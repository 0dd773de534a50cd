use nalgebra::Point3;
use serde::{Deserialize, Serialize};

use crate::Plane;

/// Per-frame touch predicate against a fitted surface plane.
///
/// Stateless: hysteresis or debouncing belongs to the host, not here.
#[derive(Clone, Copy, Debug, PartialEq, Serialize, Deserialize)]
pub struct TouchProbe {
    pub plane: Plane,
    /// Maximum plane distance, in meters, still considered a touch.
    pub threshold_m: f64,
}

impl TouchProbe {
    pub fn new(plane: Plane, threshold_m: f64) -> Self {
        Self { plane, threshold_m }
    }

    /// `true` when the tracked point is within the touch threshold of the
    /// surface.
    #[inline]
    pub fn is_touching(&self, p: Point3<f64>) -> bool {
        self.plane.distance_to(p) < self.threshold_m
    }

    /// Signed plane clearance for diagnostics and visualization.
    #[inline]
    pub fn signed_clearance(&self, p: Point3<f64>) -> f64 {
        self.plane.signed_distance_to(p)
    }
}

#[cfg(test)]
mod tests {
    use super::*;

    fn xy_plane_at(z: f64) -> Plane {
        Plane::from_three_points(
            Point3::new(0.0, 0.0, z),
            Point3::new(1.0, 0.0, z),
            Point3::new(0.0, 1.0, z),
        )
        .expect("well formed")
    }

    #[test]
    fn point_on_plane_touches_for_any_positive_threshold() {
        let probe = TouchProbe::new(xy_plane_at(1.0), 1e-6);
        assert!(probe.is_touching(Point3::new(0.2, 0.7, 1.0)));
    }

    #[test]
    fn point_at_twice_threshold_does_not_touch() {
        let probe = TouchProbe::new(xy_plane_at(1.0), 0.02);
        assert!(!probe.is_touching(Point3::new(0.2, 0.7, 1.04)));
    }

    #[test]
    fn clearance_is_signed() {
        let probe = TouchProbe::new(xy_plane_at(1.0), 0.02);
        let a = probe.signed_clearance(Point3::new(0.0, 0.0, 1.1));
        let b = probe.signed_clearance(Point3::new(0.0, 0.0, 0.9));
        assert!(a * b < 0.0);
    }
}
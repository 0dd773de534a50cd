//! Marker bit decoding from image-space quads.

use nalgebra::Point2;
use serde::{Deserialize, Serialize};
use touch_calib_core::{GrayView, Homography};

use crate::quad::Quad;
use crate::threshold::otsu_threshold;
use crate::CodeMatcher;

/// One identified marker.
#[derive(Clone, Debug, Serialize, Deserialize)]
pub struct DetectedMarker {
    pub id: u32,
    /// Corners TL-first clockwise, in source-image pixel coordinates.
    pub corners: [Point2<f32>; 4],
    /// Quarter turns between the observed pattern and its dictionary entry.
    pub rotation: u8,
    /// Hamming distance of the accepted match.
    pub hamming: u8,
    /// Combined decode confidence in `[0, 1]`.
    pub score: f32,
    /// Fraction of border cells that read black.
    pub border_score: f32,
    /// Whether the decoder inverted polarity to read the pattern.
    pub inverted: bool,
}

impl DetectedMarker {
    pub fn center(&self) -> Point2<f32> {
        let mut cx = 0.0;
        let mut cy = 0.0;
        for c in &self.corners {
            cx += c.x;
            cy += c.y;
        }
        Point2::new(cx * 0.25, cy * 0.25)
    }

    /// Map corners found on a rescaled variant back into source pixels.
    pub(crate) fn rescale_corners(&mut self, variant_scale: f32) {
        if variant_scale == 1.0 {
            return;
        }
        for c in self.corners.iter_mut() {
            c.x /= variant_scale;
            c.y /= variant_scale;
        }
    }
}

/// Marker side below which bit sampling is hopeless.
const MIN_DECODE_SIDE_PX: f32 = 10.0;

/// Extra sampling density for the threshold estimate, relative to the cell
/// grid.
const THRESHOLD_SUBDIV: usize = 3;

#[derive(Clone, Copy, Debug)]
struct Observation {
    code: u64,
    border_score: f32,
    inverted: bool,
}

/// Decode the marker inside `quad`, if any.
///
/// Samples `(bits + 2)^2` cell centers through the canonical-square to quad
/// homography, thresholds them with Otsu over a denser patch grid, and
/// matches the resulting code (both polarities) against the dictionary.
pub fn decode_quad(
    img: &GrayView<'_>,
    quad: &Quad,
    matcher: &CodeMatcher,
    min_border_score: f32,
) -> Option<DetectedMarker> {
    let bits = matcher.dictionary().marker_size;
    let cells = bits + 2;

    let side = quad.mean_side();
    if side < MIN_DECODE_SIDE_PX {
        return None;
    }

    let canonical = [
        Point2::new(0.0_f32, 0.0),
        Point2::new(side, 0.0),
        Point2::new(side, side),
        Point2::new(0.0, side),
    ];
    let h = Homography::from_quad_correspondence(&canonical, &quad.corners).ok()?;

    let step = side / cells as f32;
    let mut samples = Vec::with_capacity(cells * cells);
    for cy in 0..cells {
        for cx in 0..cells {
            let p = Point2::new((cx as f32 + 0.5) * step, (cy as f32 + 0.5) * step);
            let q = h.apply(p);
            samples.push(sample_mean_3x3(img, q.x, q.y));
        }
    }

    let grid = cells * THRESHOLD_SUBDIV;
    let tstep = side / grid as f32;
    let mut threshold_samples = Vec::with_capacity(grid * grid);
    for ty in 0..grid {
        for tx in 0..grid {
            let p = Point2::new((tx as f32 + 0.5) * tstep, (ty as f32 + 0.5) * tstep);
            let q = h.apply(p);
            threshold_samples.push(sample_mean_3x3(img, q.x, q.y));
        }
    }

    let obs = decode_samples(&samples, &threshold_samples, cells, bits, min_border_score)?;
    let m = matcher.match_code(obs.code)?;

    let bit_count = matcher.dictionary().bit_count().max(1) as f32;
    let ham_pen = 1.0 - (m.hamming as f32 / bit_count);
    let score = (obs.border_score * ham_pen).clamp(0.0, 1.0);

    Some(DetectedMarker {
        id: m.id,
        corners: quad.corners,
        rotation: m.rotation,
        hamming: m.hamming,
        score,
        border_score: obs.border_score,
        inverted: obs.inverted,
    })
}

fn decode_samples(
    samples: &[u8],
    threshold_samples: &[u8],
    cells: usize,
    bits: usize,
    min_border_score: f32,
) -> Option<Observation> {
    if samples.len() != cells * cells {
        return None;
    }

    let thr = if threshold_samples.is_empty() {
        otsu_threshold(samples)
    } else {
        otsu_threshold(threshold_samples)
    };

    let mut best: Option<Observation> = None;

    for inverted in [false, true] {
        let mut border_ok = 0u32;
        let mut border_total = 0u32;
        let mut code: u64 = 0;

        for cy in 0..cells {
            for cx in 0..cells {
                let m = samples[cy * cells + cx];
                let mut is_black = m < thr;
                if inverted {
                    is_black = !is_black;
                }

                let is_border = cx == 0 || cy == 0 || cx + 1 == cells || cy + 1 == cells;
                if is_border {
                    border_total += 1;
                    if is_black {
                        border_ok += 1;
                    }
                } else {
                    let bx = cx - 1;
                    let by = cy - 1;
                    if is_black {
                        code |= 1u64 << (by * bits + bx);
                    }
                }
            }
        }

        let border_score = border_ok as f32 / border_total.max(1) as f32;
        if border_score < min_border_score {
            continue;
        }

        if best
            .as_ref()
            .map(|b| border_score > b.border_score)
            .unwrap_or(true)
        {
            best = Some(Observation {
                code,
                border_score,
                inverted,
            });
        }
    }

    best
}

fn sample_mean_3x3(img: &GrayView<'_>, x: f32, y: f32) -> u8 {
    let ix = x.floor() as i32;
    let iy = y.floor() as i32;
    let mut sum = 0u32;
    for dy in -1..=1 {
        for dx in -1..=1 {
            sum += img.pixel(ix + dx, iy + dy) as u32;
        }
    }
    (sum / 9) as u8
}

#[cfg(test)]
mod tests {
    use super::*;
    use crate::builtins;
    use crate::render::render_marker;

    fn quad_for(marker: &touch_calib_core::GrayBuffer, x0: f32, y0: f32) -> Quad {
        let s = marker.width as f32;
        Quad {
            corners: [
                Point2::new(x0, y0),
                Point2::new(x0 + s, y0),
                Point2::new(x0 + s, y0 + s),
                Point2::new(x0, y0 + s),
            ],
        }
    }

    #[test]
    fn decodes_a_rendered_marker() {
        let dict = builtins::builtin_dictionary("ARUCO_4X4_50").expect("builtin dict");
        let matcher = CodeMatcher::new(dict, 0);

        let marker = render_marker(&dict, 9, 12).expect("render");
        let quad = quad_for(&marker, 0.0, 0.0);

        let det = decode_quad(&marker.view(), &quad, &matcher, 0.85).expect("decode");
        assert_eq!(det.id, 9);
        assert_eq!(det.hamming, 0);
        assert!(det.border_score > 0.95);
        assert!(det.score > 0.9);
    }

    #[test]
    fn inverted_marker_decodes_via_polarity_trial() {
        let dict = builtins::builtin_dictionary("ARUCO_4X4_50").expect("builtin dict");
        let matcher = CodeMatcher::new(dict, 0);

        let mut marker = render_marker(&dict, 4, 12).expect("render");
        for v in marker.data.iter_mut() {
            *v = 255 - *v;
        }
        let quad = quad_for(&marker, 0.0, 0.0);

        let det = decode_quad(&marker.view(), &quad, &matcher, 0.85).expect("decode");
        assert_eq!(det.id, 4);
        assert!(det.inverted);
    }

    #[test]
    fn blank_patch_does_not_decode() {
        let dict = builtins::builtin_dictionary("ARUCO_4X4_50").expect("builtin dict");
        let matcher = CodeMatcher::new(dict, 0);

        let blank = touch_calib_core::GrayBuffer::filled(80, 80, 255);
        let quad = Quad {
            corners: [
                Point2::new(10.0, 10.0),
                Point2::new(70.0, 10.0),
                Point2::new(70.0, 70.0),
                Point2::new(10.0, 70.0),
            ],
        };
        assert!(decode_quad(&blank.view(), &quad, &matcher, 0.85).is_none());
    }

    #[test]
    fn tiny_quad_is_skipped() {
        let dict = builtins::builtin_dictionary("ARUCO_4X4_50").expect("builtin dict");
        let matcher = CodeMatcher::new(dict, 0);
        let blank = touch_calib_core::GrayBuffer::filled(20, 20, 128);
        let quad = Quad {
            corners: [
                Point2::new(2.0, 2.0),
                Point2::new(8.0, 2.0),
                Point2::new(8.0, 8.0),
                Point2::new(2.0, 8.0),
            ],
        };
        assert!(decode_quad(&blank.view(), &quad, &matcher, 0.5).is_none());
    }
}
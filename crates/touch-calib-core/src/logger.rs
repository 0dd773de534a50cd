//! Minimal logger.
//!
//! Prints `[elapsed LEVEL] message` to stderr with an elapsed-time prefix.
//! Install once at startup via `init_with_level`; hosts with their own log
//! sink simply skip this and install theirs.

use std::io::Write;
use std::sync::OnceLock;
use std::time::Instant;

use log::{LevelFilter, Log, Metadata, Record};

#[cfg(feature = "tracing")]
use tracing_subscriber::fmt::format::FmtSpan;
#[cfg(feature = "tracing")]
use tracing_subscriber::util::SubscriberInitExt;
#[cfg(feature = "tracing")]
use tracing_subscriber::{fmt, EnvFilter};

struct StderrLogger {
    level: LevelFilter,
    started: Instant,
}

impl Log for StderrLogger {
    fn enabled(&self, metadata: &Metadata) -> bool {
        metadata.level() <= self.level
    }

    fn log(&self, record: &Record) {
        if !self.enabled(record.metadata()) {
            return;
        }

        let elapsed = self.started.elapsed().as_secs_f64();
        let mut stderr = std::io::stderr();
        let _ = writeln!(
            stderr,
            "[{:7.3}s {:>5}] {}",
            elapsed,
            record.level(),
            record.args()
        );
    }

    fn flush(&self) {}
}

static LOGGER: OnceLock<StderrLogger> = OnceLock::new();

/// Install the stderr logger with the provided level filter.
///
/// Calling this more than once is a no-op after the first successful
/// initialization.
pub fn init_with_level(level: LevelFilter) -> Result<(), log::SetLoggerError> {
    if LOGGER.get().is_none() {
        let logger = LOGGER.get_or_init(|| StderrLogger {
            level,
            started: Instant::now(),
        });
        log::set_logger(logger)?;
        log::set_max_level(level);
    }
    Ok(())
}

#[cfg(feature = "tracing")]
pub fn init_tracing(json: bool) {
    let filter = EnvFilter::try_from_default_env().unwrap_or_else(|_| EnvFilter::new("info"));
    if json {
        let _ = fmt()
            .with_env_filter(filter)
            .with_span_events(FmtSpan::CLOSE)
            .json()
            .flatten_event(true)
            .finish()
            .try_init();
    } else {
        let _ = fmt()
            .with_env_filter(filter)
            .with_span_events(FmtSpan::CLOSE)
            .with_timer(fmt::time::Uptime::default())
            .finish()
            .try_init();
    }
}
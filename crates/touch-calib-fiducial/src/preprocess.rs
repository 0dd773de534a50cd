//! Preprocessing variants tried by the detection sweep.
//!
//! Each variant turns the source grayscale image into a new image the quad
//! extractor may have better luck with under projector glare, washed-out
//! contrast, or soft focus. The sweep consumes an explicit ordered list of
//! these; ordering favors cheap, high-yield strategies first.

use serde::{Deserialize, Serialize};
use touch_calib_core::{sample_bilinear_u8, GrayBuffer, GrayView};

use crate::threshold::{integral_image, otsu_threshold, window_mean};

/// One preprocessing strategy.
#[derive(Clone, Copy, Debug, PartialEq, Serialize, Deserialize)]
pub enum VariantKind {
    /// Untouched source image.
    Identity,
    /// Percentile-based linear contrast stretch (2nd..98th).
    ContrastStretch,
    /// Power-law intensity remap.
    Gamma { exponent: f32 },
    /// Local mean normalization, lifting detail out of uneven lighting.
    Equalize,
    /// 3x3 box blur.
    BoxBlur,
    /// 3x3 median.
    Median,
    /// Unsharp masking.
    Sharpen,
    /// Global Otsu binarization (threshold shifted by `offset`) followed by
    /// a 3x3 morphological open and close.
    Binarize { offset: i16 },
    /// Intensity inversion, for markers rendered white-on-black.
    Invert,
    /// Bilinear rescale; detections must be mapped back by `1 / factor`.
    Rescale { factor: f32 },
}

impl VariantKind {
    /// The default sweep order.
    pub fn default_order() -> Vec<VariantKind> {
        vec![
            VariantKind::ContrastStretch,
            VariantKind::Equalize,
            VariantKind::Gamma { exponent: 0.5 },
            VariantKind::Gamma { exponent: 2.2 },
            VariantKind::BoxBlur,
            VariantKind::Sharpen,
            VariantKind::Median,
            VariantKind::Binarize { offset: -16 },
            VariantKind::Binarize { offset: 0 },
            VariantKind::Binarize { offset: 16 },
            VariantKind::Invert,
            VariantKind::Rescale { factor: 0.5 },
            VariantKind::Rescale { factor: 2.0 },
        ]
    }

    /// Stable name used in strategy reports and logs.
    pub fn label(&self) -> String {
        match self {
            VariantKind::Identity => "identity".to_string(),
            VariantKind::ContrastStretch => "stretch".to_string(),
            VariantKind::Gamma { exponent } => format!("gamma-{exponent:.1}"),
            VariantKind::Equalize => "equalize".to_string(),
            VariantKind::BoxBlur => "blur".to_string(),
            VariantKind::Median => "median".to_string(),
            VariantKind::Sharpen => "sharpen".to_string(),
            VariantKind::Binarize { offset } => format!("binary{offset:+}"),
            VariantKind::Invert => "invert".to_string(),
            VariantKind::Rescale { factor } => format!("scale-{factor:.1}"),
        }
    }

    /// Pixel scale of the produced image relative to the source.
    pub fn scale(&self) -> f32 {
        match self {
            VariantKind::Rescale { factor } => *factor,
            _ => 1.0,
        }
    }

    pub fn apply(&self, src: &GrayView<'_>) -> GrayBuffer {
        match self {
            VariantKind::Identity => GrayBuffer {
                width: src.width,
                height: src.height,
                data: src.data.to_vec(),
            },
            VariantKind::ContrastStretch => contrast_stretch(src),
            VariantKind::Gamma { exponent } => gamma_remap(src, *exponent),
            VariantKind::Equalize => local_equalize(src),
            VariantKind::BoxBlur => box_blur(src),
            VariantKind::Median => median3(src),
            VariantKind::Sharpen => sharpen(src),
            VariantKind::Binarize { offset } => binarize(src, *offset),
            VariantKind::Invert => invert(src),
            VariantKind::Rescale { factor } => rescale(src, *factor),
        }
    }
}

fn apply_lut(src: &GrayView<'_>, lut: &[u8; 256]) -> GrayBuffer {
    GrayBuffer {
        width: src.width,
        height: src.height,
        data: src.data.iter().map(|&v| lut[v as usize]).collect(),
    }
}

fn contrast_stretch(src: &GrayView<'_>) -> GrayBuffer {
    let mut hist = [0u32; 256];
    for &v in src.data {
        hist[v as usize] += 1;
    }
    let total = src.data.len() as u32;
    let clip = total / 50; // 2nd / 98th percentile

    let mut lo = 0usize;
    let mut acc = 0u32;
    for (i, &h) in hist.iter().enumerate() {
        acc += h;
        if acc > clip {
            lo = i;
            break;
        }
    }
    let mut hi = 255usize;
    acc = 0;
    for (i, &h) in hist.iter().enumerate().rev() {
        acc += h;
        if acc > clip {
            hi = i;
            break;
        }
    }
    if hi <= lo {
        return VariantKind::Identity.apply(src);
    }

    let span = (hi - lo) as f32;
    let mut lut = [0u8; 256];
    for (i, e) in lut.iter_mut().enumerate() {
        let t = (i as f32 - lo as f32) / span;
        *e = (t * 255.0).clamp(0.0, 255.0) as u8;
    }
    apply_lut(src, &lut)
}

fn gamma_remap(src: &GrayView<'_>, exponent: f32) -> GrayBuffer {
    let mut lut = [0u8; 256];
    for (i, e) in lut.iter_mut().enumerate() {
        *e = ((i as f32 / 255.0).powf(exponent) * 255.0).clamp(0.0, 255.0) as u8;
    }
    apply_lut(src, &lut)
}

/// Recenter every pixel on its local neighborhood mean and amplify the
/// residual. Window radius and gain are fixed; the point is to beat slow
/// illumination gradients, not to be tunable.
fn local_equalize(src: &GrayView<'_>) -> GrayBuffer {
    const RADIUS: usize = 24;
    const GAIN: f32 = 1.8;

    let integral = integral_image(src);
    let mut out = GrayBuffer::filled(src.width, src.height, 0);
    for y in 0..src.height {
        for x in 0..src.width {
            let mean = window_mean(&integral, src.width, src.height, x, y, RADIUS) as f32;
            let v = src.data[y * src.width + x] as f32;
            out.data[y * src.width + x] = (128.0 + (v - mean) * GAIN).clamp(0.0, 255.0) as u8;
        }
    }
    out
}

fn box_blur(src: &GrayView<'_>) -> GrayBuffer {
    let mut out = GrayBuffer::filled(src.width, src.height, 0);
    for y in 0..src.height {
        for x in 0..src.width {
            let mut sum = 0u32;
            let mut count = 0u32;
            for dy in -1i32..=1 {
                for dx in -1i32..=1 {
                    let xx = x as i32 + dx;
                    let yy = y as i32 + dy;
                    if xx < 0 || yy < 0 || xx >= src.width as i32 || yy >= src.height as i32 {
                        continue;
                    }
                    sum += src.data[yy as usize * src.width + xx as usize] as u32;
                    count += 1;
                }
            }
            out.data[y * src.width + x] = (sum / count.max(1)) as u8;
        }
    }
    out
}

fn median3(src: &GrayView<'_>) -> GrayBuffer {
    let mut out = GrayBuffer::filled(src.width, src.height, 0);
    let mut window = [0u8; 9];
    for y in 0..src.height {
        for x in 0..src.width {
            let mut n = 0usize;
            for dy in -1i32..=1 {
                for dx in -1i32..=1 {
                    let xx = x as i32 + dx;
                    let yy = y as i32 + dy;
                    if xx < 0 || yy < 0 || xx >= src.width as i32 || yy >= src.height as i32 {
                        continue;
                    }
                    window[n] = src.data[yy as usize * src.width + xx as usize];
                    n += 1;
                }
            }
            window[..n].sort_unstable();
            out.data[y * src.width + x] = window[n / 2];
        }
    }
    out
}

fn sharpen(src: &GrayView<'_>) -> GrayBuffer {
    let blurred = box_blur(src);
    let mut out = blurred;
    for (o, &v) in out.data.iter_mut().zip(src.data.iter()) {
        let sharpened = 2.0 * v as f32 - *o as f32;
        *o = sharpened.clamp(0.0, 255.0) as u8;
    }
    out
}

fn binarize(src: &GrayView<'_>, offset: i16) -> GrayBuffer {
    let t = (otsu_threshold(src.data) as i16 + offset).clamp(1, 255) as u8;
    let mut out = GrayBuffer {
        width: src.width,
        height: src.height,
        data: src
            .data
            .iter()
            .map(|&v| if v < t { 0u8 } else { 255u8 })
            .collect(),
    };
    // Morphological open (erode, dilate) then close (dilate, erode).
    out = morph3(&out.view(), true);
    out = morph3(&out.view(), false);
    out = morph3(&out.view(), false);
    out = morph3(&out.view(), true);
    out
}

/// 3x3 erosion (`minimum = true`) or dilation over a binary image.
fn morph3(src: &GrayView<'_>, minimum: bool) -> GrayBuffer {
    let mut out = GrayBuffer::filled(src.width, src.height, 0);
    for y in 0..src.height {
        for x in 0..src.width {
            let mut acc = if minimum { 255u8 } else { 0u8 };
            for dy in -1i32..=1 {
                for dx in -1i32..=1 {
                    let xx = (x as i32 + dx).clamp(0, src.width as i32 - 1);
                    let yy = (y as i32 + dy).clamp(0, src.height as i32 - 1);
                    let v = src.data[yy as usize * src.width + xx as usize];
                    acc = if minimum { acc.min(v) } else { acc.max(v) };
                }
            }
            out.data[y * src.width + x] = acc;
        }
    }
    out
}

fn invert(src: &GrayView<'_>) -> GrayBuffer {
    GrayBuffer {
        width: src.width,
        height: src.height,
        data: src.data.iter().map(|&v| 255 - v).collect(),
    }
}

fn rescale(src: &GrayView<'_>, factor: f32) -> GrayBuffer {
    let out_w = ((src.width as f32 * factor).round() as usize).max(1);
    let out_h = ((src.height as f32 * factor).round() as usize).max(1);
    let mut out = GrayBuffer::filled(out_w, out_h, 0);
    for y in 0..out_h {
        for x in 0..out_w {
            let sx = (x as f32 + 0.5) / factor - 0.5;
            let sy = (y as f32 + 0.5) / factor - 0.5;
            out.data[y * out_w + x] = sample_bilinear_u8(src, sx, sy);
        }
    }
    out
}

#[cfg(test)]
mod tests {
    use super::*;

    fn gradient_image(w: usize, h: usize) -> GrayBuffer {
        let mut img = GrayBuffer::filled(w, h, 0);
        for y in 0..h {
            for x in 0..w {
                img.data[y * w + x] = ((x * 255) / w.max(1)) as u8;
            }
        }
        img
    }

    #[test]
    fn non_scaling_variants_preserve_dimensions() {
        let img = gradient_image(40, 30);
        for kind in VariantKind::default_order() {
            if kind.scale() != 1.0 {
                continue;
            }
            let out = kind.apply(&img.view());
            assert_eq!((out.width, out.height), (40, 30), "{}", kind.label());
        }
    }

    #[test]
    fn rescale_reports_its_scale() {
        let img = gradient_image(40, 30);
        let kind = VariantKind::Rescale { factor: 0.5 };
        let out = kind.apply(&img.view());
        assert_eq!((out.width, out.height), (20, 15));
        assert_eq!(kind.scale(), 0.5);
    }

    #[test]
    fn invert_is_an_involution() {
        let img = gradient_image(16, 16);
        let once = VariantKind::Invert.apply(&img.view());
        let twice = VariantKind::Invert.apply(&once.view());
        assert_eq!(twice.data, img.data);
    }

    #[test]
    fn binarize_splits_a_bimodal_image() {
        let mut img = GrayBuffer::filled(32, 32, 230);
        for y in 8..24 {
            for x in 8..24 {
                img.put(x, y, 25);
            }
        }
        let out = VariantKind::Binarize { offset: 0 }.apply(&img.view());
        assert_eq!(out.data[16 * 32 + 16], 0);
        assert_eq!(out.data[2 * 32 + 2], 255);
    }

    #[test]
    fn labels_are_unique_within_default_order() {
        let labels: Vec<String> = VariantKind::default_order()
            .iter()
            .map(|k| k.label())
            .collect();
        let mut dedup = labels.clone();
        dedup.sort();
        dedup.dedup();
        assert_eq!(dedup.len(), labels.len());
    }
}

== Task prompt ==
If a line in the material above holds "BoxBlur", copy it.

== Written reply ==
    BoxBlur,
            VariantKind::BoxBlur,
            VariantKind::BoxBlur => "blur".to_string(),
            VariantKind::BoxBlur => box_blur(src),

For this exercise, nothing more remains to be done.